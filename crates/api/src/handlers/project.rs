//! Handlers for the public gallery and project administration.
//!
//! Every project or image mutation schedules a background refresh of the
//! gallery feed so the public list catches up without waiting for the cache
//! to expire.

use axum::extract::{Path, State};
use axum::http::StatusCode;
use axum::response::IntoResponse;
use axum::Json;
use obra_core::error::CoreError;
use obra_core::types::DbId;
use obra_db::models::project::{CreateProject, UpdateProject};
use obra_db::models::project_image::{CreateProjectImage, UpdateProjectImage};
use obra_db::repositories::{ProjectImageRepo, ProjectRepo};
use serde::Deserialize;

use crate::error::{AppError, AppResult};
use crate::middleware::rbac::RequireAdmin;
use crate::response::DataResponse;
use crate::state::AppState;

/// Body of `PUT /admin/projects/{id}/images/order`.
#[derive(Debug, Deserialize)]
pub struct ReorderImages {
    pub image_ids: Vec<DbId>,
}

/// Reload the gallery feed in the background.
fn schedule_feed_refresh(state: &AppState) {
    let feed = state.feed.clone();
    tokio::spawn(async move {
        // Failures are recorded in the feed state and logged there.
        let _ = feed.refresh_projects().await;
    });
}

async fn ensure_project_exists(state: &AppState, id: DbId) -> AppResult<()> {
    ProjectRepo::find_by_id(&state.pool, id)
        .await?
        .ok_or_else(|| CoreError::not_found("Project", id))?;
    Ok(())
}

// ---------------------------------------------------------------------------
// Public gallery
// ---------------------------------------------------------------------------

/// GET /api/v1/projects
///
/// The gallery feed: active projects with at least one image.
pub async fn list_gallery(State(state): State<AppState>) -> impl IntoResponse {
    Json(DataResponse {
        data: state.feed.snapshot().await,
    })
}

/// POST /api/v1/projects/refresh
///
/// Reload the feed from the database, bypassing the cache. A failed reload
/// keeps the previous projects and reports the failure in `error`.
pub async fn refresh_gallery(
    RequireAdmin(admin): RequireAdmin,
    State(state): State<AppState>,
) -> impl IntoResponse {
    tracing::info!(user_id = %admin.user_id, "Gallery refresh requested");
    let _ = state.feed.refresh_projects().await;
    Json(DataResponse {
        data: state.feed.snapshot().await,
    })
}

// ---------------------------------------------------------------------------
// Project admin
// ---------------------------------------------------------------------------

/// GET /api/v1/admin/projects
pub async fn list_projects(
    RequireAdmin(_admin): RequireAdmin,
    State(state): State<AppState>,
) -> AppResult<Json<serde_json::Value>> {
    let projects = ProjectRepo::list(&state.pool).await?;
    Ok(Json(serde_json::json!({ "data": projects })))
}

/// POST /api/v1/admin/projects
pub async fn create_project(
    RequireAdmin(admin): RequireAdmin,
    State(state): State<AppState>,
    Json(input): Json<CreateProject>,
) -> AppResult<impl IntoResponse> {
    if input.title.trim().is_empty() {
        return Err(AppError::Core(CoreError::Validation(
            "title is required".into(),
        )));
    }

    let project = ProjectRepo::create(&state.pool, &input).await?;
    tracing::info!(project_id = %project.id, user_id = %admin.user_id, "Project created");
    schedule_feed_refresh(&state);

    Ok((StatusCode::CREATED, Json(DataResponse { data: project })))
}

/// GET /api/v1/admin/projects/{id}
pub async fn get_project(
    RequireAdmin(_admin): RequireAdmin,
    State(state): State<AppState>,
    Path(id): Path<DbId>,
) -> AppResult<Json<serde_json::Value>> {
    let project = ProjectRepo::find_by_id(&state.pool, id)
        .await?
        .ok_or_else(|| CoreError::not_found("Project", id))?;
    let images = ProjectImageRepo::list_for_project(&state.pool, id).await?;

    Ok(Json(serde_json::json!({
        "data": { "project": project, "images": images }
    })))
}

/// PUT /api/v1/admin/projects/{id}
pub async fn update_project(
    RequireAdmin(_admin): RequireAdmin,
    State(state): State<AppState>,
    Path(id): Path<DbId>,
    Json(input): Json<UpdateProject>,
) -> AppResult<Json<serde_json::Value>> {
    if input.title.as_deref().is_some_and(|t| t.trim().is_empty()) {
        return Err(AppError::Core(CoreError::Validation(
            "title must not be empty".into(),
        )));
    }

    let project = ProjectRepo::update(&state.pool, id, &input)
        .await?
        .ok_or_else(|| CoreError::not_found("Project", id))?;
    schedule_feed_refresh(&state);

    Ok(Json(serde_json::json!({ "data": project })))
}

/// DELETE /api/v1/admin/projects/{id}
///
/// Images are removed with the project.
pub async fn delete_project(
    RequireAdmin(admin): RequireAdmin,
    State(state): State<AppState>,
    Path(id): Path<DbId>,
) -> AppResult<StatusCode> {
    if !ProjectRepo::delete(&state.pool, id).await? {
        return Err(CoreError::not_found("Project", id).into());
    }
    tracing::info!(project_id = %id, user_id = %admin.user_id, "Project deleted");
    schedule_feed_refresh(&state);

    Ok(StatusCode::NO_CONTENT)
}

// ---------------------------------------------------------------------------
// Images
// ---------------------------------------------------------------------------

/// GET /api/v1/admin/projects/{id}/images
pub async fn list_images(
    RequireAdmin(_admin): RequireAdmin,
    State(state): State<AppState>,
    Path(project_id): Path<DbId>,
) -> AppResult<Json<serde_json::Value>> {
    ensure_project_exists(&state, project_id).await?;
    let images = ProjectImageRepo::list_for_project(&state.pool, project_id).await?;
    Ok(Json(serde_json::json!({ "data": images })))
}

/// POST /api/v1/admin/projects/{id}/images
///
/// Registers an already-uploaded image by URL, appended after the last one.
pub async fn add_image(
    RequireAdmin(_admin): RequireAdmin,
    State(state): State<AppState>,
    Path(project_id): Path<DbId>,
    Json(input): Json<CreateProjectImage>,
) -> AppResult<impl IntoResponse> {
    if input.url.trim().is_empty() {
        return Err(AppError::Core(CoreError::Validation("url is required".into())));
    }
    ensure_project_exists(&state, project_id).await?;

    let image = ProjectImageRepo::create(&state.pool, project_id, &input).await?;
    schedule_feed_refresh(&state);

    Ok((StatusCode::CREATED, Json(DataResponse { data: image })))
}

/// PUT /api/v1/admin/projects/{id}/images/{image_id}
pub async fn update_image(
    RequireAdmin(_admin): RequireAdmin,
    State(state): State<AppState>,
    Path((project_id, image_id)): Path<(DbId, DbId)>,
    Json(input): Json<UpdateProjectImage>,
) -> AppResult<Json<serde_json::Value>> {
    let image = ProjectImageRepo::update(&state.pool, project_id, image_id, &input)
        .await?
        .ok_or_else(|| CoreError::not_found("ProjectImage", image_id))?;
    schedule_feed_refresh(&state);

    Ok(Json(serde_json::json!({ "data": image })))
}

/// DELETE /api/v1/admin/projects/{id}/images/{image_id}
pub async fn delete_image(
    RequireAdmin(_admin): RequireAdmin,
    State(state): State<AppState>,
    Path((project_id, image_id)): Path<(DbId, DbId)>,
) -> AppResult<StatusCode> {
    let removed = ProjectImageRepo::delete(&state.pool, project_id, image_id)
        .await?
        .ok_or_else(|| CoreError::not_found("ProjectImage", image_id))?;
    tracing::info!(image_id = %removed.id, url = %removed.url, "Project image deleted");
    schedule_feed_refresh(&state);

    Ok(StatusCode::NO_CONTENT)
}

/// PUT /api/v1/admin/projects/{id}/images/order
///
/// `image_ids` must list every image of the project exactly once, in the
/// desired display order.
pub async fn reorder_images(
    RequireAdmin(_admin): RequireAdmin,
    State(state): State<AppState>,
    Path(project_id): Path<DbId>,
    Json(input): Json<ReorderImages>,
) -> AppResult<Json<serde_json::Value>> {
    ensure_project_exists(&state, project_id).await?;

    if !ProjectImageRepo::reorder(&state.pool, project_id, &input.image_ids).await? {
        return Err(AppError::Core(CoreError::Validation(
            "image_ids must list every image of the project exactly once".into(),
        )));
    }
    let images = ProjectImageRepo::list_for_project(&state.pool, project_id).await?;
    schedule_feed_refresh(&state);

    Ok(Json(serde_json::json!({ "data": images })))
}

* * * * *

Task description.
The answer must consist of every line from the records above that holds "required".

Task result.
            "title is required".into(),
        return Err(AppError::Core(CoreError::Validation("url is required".into())));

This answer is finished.